[To do]
State the number of lines in these records that include the word "track", and add nothing to it.

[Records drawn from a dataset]

━━━━━━━━━━

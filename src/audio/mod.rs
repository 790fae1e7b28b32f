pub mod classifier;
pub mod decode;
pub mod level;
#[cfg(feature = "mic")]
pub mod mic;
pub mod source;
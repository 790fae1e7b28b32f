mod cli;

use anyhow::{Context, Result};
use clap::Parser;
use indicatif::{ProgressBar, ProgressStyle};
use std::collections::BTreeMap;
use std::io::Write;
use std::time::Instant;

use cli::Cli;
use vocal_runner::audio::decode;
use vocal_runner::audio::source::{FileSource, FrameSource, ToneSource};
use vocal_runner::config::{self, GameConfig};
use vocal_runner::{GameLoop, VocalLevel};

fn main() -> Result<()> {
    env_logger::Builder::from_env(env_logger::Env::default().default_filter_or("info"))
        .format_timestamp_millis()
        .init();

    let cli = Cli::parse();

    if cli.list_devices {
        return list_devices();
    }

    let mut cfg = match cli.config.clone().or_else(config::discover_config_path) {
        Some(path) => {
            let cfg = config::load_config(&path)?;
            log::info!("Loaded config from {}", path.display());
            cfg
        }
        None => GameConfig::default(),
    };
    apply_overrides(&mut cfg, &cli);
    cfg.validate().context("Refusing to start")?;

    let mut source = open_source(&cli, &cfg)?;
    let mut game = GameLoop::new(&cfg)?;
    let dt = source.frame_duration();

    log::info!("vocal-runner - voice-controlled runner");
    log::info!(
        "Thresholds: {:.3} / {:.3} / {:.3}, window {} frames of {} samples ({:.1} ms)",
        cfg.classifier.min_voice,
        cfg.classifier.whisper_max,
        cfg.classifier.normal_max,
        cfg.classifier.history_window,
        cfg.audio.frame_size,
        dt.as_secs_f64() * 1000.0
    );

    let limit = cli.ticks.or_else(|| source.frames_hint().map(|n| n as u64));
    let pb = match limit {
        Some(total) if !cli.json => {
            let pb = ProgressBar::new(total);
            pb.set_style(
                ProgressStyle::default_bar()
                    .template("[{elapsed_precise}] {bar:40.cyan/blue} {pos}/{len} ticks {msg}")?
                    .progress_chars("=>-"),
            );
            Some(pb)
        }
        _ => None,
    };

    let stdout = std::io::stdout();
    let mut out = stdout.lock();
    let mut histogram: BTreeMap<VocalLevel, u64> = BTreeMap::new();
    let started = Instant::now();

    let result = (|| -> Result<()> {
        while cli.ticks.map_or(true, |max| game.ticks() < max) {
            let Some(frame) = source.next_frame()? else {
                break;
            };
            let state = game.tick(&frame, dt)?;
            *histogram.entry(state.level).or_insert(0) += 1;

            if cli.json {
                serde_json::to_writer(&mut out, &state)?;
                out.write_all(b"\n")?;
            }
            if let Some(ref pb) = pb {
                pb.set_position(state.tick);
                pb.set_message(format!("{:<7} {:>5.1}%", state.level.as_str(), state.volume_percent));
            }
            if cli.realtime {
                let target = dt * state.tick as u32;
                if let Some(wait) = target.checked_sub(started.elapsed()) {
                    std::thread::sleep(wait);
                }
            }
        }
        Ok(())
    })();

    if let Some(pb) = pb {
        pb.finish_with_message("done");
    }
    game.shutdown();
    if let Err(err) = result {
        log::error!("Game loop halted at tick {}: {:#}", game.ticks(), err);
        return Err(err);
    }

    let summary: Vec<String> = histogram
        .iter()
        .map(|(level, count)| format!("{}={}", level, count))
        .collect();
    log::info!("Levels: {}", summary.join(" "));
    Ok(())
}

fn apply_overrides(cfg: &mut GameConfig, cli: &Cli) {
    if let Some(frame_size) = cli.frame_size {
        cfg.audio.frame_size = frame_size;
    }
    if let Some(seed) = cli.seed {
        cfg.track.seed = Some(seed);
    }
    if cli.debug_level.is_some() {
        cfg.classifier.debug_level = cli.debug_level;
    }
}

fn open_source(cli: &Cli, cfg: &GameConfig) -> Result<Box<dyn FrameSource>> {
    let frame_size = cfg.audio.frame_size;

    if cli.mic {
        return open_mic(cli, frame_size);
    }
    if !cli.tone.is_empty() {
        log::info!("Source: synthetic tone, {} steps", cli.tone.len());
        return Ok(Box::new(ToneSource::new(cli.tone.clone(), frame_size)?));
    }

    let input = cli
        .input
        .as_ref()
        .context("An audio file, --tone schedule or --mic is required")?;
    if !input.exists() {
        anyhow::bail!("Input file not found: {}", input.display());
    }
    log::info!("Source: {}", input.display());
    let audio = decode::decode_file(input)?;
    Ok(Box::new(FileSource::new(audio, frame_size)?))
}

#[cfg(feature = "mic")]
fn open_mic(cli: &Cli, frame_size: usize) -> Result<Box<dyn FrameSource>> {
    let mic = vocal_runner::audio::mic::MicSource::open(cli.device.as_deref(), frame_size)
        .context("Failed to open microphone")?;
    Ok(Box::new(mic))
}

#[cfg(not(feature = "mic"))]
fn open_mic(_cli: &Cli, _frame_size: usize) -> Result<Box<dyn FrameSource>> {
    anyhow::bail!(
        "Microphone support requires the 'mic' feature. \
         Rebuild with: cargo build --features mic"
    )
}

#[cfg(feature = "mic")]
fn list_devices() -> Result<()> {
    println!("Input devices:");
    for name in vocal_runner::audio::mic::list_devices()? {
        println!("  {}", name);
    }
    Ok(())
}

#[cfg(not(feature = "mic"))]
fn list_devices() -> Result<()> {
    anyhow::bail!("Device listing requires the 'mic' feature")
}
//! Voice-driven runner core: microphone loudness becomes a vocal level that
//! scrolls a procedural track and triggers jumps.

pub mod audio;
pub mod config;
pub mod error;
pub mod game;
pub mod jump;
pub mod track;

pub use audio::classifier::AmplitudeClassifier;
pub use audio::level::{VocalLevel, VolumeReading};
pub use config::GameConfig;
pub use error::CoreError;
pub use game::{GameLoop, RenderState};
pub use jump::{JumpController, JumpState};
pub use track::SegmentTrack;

━━━━━━━━━━

[Answer box]
4